Man, and She Was Doing So Well for Awhile
Paris Hilton, bless her ridiculous, simple little heart ... that's really it. Surely she means well most of the time, but she's just the silliest human, isn't she? Remember, she is the person who once asked if Walmart sold "like, wall stuff." And guys, in this new interview, she doesn't sound much more intelligent. But she tries, the poor thing. She does try.
On a recent DJ gig:
"I killed it. I feel like DJs are the new rock stars."
Her fame is totally hers:
"We've done over $1.8 billion in sales [on my fragrances]. I have 16 other product lines [including] clothing, sunglasses, shoes, lingerie, swimwear, eyelashes, nails, my own motorcycle team, dog clothes… I have 60 Paris Hilton stores that carry all my products. It's called Paris, not Hilton, just me, because I don't want people to think it's my family's. It's mine."

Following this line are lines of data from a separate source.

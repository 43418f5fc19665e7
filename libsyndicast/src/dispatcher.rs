//! Idempotent post dispatcher
//!
//! One dispatch is at most two publish attempts: the initial one, and one
//! retry allowed only after a successful token refresh for an unauthorized
//! failure. Every conclusion goes through a conditional update, so when two
//! dispatches race on the same post exactly one records its result and the
//! other observes it concluded.

use std::sync::Arc;

use crate::db::Database;
use crate::error::{PublishError, Result, SyndicastError};
use crate::platforms::{AdapterRegistry, ChannelAdapter};
use crate::refresh::{RefreshManager, RefreshOutcome};
use crate::types::{ChannelCredential, ScheduledPost, StatusDetail};

#[derive(Debug, Clone, PartialEq, Eq)]
pub enum DispatchOutcome {
    /// Published; the remote id is recorded on the post.
    Sent {
        remote_post_id: String,
        detail: StatusDetail,
    },
    /// The platform already had this content; the post is concluded
    /// without an error.
    SkippedDuplicate { detail: StatusDetail },
    /// The post was already concluded, here or by a concurrent dispatch.
    /// Nothing was overwritten.
    AlreadyConcluded,
    /// The attempt failed; the post is concluded with the recorded detail.
    Failed {
        detail: StatusDetail,
        message: String,
    },
}

#[derive(Clone)]
pub struct Dispatcher {
    db: Database,
    adapters: AdapterRegistry,
    refresher: RefreshManager,
}

impl Dispatcher {
    pub fn new(db: Database, adapters: AdapterRegistry, refresher: RefreshManager) -> Self {
        Self {
            db,
            adapters,
            refresher,
        }
    }

    /// Dispatch one scheduled post.
    ///
    /// `Err` means the dispatch could not run (storage fault, unknown post);
    /// every way a publish attempt can end is a `DispatchOutcome`.
    pub async fn dispatch(&self, post_id: &str) -> Result<DispatchOutcome> {
        let post = self.db.get_post(post_id).await?.ok_or_else(|| {
            SyndicastError::InvalidInput(format!("unknown post: {}", post_id))
        })?;

        // Idempotency guard: concluded posts are never re-attempted.
        if post.sent_post || !post.schedule_status {
            tracing::debug!(post_id, "Post already concluded, skipping dispatch");
            return Ok(DispatchOutcome::AlreadyConcluded);
        }

        let Some(credential) = self
            .db
            .active_credential(&post.user_id, post.platform)
            .await?
        else {
            return self
                .fail(
                    &post,
                    StatusDetail::InitialFailure,
                    format!("no activated {} credential", post.platform),
                )
                .await;
        };

        let Some(adapter) = self.adapters.get(post.platform) else {
            return self
                .fail(
                    &post,
                    StatusDetail::InitialFailure,
                    format!("platform not configured: {}", post.platform),
                )
                .await;
        };

        let limit = adapter.character_limit();
        let length = post.content.chars().count();
        if length > limit {
            return self
                .fail(
                    &post,
                    StatusDetail::InitialFailure,
                    format!(
                        "content exceeds {} character limit for {} ({} characters)",
                        limit, post.platform, length
                    ),
                )
                .await;
        }

        tracing::info!(
            post_id,
            platform = %post.platform,
            handle = %post.handle,
            "Dispatching post"
        );

        match adapter.publish(&credential.access_token, &post.content).await {
            Ok(remote_post_id) => {
                self.succeed(&post, remote_post_id, StatusDetail::InitialSuccess)
                    .await
            }
            Err(PublishError::Duplicate(message)) => self.skip_duplicate(&post, message).await,
            Err(PublishError::Unauthorized(_)) => {
                self.refresh_and_retry(&post, &credential, adapter).await
            }
            Err(e) => {
                self.fail(&post, StatusDetail::InitialFailure, e.detail().to_string())
                    .await
            }
        }
    }

    /// The single allowed retry hop after an unauthorized initial attempt.
    async fn refresh_and_retry(
        &self,
        post: &ScheduledPost,
        credential: &ChannelCredential,
        adapter: Arc<dyn ChannelAdapter>,
    ) -> Result<DispatchOutcome> {
        let tokens = match self.refresher.refresh(&credential.id).await? {
            RefreshOutcome::Refreshed(tokens) => tokens,
            RefreshOutcome::Failed(message) => {
                return self.fail(post, StatusDetail::RefreshFailed, message).await;
            }
        };

        tracing::info!(post_id = %post.id, "Retrying publish with refreshed token");

        match adapter.publish(&tokens.access_token, &post.content).await {
            Ok(remote_post_id) => {
                self.succeed(post, remote_post_id, StatusDetail::RetrySuccess)
                    .await
            }
            Err(PublishError::Duplicate(message)) => self.skip_duplicate(post, message).await,
            // No second refresh: any retry failure is terminal.
            Err(e) => {
                self.fail(post, StatusDetail::RetryFailed, e.detail().to_string())
                    .await
            }
        }
    }

    async fn succeed(
        &self,
        post: &ScheduledPost,
        remote_post_id: String,
        detail: StatusDetail,
    ) -> Result<DispatchOutcome> {
        let recorded = self
            .db
            .mark_post_sent(&post.id, &remote_post_id, detail)
            .await?;
        if !recorded {
            tracing::warn!(
                post_id = %post.id,
                %remote_post_id,
                "Publish succeeded but the post was concluded concurrently"
            );
            return Ok(DispatchOutcome::AlreadyConcluded);
        }

        tracing::info!(post_id = %post.id, %remote_post_id, detail = %detail, "Post sent");
        Ok(DispatchOutcome::Sent {
            remote_post_id,
            detail,
        })
    }

    async fn skip_duplicate(
        &self,
        post: &ScheduledPost,
        message: String,
    ) -> Result<DispatchOutcome> {
        let detail = StatusDetail::skipped_duplicate_for(post.platform);
        let recorded = self
            .db
            .finish_post_unsent(&post.id, detail, Some(&message))
            .await?;
        if !recorded {
            return Ok(DispatchOutcome::AlreadyConcluded);
        }

        tracing::info!(post_id = %post.id, detail = %detail, "Duplicate absorbed");
        Ok(DispatchOutcome::SkippedDuplicate { detail })
    }

    async fn fail(
        &self,
        post: &ScheduledPost,
        detail: StatusDetail,
        message: String,
    ) -> Result<DispatchOutcome> {
        let recorded = self
            .db
            .finish_post_unsent(&post.id, detail, Some(&message))
            .await?;
        if !recorded {
            return Ok(DispatchOutcome::AlreadyConcluded);
        }

        tracing::warn!(post_id = %post.id, detail = %detail, %message, "Dispatch failed");
        Ok(DispatchOutcome::Failed { detail, message })
    }
}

Seriously, her family did not help:
"People assume because I'm a Hilton that 'her parents gave that to her'. It's annoying because it's so far from the truth."
"So many people have bad intentions, so many girls want to hang out [with me] to be someone. I weed those people out of my life. I call them hungry tigers."
This absolute nonsense about astrology:
"We are social butterflies, humanitarians, geniuses: Einstein was one."
By the way, Paris is an Aquarius, while Einstein was a Pisces. You can't make this stuff up.
But guys, how does she live? How does she even live? Judging by this interview, she says that she is a rock star and a genius. Those are things that Paris Hilton thinks about herself. Again, how does she live?